About this task:
Take the entries below and print only the lines from the one with "if let Some(parent)" through the one with "Read a value", exactly as they stand, both ends included.

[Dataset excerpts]
※

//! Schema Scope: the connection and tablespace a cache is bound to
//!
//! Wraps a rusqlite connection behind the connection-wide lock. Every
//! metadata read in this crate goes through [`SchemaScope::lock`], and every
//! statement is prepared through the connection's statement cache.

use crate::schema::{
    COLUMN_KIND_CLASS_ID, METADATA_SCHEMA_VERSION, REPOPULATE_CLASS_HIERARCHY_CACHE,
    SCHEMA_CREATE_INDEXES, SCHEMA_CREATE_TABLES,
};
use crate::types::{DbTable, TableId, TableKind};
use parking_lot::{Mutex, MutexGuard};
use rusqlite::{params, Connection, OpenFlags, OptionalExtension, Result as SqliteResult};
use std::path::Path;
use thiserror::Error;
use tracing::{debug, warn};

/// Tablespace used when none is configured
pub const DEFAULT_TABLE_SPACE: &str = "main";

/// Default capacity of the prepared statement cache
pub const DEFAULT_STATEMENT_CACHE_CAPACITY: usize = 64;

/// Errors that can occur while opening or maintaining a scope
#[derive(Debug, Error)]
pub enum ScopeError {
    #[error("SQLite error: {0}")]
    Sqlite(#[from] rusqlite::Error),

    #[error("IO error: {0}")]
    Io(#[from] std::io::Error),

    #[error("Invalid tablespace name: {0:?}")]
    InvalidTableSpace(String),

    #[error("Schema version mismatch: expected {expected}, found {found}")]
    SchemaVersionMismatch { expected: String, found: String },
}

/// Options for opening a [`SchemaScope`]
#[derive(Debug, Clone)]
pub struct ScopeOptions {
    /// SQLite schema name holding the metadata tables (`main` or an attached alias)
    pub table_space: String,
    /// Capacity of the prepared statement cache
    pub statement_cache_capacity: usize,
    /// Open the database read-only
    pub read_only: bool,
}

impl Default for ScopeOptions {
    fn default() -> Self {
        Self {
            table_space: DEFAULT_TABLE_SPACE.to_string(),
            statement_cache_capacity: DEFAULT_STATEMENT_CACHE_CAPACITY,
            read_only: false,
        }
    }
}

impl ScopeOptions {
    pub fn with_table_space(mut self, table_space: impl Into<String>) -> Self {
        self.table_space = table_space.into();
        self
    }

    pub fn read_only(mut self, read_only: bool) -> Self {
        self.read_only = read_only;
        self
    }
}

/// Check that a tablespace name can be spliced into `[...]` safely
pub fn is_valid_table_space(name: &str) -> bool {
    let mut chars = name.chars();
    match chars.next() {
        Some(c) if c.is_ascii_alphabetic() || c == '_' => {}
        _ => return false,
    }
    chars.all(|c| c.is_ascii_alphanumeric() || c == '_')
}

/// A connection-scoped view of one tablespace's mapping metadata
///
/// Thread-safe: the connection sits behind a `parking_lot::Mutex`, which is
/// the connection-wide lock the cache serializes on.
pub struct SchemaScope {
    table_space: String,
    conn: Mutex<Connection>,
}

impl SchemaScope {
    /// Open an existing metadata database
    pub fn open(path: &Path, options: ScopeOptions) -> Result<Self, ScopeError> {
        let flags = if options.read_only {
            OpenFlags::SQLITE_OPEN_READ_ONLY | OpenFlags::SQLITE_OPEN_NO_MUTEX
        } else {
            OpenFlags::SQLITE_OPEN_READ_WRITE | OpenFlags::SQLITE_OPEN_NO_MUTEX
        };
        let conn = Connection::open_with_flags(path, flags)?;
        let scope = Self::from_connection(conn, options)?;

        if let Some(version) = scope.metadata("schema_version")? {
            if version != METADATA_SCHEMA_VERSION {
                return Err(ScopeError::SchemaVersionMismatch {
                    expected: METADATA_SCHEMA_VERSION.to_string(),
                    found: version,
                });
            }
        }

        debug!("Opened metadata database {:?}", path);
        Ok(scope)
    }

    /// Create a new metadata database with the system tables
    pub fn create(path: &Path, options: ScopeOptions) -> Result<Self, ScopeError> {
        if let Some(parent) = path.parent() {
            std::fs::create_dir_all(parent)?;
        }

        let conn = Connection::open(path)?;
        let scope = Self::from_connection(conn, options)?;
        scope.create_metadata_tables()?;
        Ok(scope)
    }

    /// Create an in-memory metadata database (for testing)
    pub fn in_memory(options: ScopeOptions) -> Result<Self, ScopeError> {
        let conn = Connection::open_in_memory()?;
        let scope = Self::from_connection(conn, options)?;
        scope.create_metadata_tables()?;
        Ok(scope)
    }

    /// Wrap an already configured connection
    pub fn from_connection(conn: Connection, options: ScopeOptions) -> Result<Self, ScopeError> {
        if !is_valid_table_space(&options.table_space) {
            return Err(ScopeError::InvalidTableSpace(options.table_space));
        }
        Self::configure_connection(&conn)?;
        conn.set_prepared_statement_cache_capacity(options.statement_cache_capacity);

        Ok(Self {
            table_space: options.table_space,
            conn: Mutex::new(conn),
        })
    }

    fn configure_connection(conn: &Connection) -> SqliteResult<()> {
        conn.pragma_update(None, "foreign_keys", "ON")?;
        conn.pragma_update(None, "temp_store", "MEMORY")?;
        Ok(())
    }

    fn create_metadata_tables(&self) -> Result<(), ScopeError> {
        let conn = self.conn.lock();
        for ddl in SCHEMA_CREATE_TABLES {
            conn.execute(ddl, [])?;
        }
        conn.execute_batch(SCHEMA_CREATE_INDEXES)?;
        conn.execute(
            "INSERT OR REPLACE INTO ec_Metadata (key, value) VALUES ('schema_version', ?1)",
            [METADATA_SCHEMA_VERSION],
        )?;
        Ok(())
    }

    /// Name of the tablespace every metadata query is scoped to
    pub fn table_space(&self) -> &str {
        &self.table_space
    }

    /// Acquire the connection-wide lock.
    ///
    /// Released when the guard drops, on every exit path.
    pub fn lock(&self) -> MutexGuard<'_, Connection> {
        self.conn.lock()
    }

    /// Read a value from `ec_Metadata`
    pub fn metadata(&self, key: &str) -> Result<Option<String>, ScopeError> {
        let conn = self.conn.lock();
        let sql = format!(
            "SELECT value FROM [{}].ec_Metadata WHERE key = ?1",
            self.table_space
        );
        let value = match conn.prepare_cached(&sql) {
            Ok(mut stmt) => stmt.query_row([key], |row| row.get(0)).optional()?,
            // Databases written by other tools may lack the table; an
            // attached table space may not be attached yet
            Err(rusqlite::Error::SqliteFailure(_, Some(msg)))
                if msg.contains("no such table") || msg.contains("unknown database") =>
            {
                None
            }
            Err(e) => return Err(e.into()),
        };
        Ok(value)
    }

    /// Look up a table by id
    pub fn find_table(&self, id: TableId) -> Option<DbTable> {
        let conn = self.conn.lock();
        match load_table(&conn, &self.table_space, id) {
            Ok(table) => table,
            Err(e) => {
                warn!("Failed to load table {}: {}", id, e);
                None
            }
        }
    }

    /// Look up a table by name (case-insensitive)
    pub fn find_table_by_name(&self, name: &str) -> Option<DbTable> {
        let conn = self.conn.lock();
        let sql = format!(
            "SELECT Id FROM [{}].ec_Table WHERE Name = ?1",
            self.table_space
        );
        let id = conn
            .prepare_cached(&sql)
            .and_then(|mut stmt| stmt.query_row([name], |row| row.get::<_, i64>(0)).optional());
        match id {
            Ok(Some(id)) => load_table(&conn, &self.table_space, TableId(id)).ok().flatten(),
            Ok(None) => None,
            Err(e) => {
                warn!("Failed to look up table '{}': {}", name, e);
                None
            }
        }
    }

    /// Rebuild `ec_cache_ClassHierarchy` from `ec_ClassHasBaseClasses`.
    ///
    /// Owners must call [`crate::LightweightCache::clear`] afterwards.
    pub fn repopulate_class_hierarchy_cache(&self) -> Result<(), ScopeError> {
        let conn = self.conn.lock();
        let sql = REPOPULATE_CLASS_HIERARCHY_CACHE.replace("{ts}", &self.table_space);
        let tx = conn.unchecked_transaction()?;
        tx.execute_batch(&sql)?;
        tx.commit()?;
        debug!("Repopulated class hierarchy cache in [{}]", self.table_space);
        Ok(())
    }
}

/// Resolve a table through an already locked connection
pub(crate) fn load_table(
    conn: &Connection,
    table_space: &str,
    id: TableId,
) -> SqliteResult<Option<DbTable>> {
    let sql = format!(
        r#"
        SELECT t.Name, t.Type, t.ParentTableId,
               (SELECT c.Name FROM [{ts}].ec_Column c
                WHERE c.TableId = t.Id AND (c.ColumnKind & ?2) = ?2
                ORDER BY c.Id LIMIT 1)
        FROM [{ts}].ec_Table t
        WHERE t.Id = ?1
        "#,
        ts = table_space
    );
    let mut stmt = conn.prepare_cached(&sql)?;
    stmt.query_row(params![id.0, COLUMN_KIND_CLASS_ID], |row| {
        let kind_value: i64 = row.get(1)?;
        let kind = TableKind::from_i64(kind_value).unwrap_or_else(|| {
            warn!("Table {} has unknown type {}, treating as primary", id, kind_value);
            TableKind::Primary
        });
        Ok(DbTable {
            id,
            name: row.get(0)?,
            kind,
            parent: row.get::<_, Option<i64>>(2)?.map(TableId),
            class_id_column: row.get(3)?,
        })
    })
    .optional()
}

※

Exercise output:
        if let Some(parent) = path.parent() {
            std::fs::create_dir_all(parent)?;
        }

        let conn = Connection::open(path)?;
        let scope = Self::from_connection(conn, options)?;
        scope.create_metadata_tables()?;
        Ok(scope)
    }

    /// Create an in-memory metadata database (for testing)
    pub fn in_memory(options: ScopeOptions) -> Result<Self, ScopeError> {
        let conn = Connection::open_in_memory()?;
        let scope = Self::from_connection(conn, options)?;
        scope.create_metadata_tables()?;
        Ok(scope)
    }

    /// Wrap an already configured connection
    pub fn from_connection(conn: Connection, options: ScopeOptions) -> Result<Self, ScopeError> {
        if !is_valid_table_space(&options.table_space) {
            return Err(ScopeError::InvalidTableSpace(options.table_space));
        }
        Self::configure_connection(&conn)?;
        conn.set_prepared_statement_cache_capacity(options.statement_cache_capacity);

        Ok(Self {
            table_space: options.table_space,
            conn: Mutex::new(conn),
        })
    }

    fn configure_connection(conn: &Connection) -> SqliteResult<()> {
        conn.pragma_update(None, "foreign_keys", "ON")?;
        conn.pragma_update(None, "temp_store", "MEMORY")?;
        Ok(())
    }

    fn create_metadata_tables(&self) -> Result<(), ScopeError> {
        let conn = self.conn.lock();
        for ddl in SCHEMA_CREATE_TABLES {
            conn.execute(ddl, [])?;
        }
        conn.execute_batch(SCHEMA_CREATE_INDEXES)?;
        conn.execute(
            "INSERT OR REPLACE INTO ec_Metadata (key, value) VALUES ('schema_version', ?1)",
            [METADATA_SCHEMA_VERSION],
        )?;
        Ok(())
    }

    /// Name of the tablespace every metadata query is scoped to
    pub fn table_space(&self) -> &str {
        &self.table_space
    }

    /// Acquire the connection-wide lock.
    ///
    /// Released when the guard drops, on every exit path.
    pub fn lock(&self) -> MutexGuard<'_, Connection> {
        self.conn.lock()
    }

    /// Read a value from `ec_Metadata`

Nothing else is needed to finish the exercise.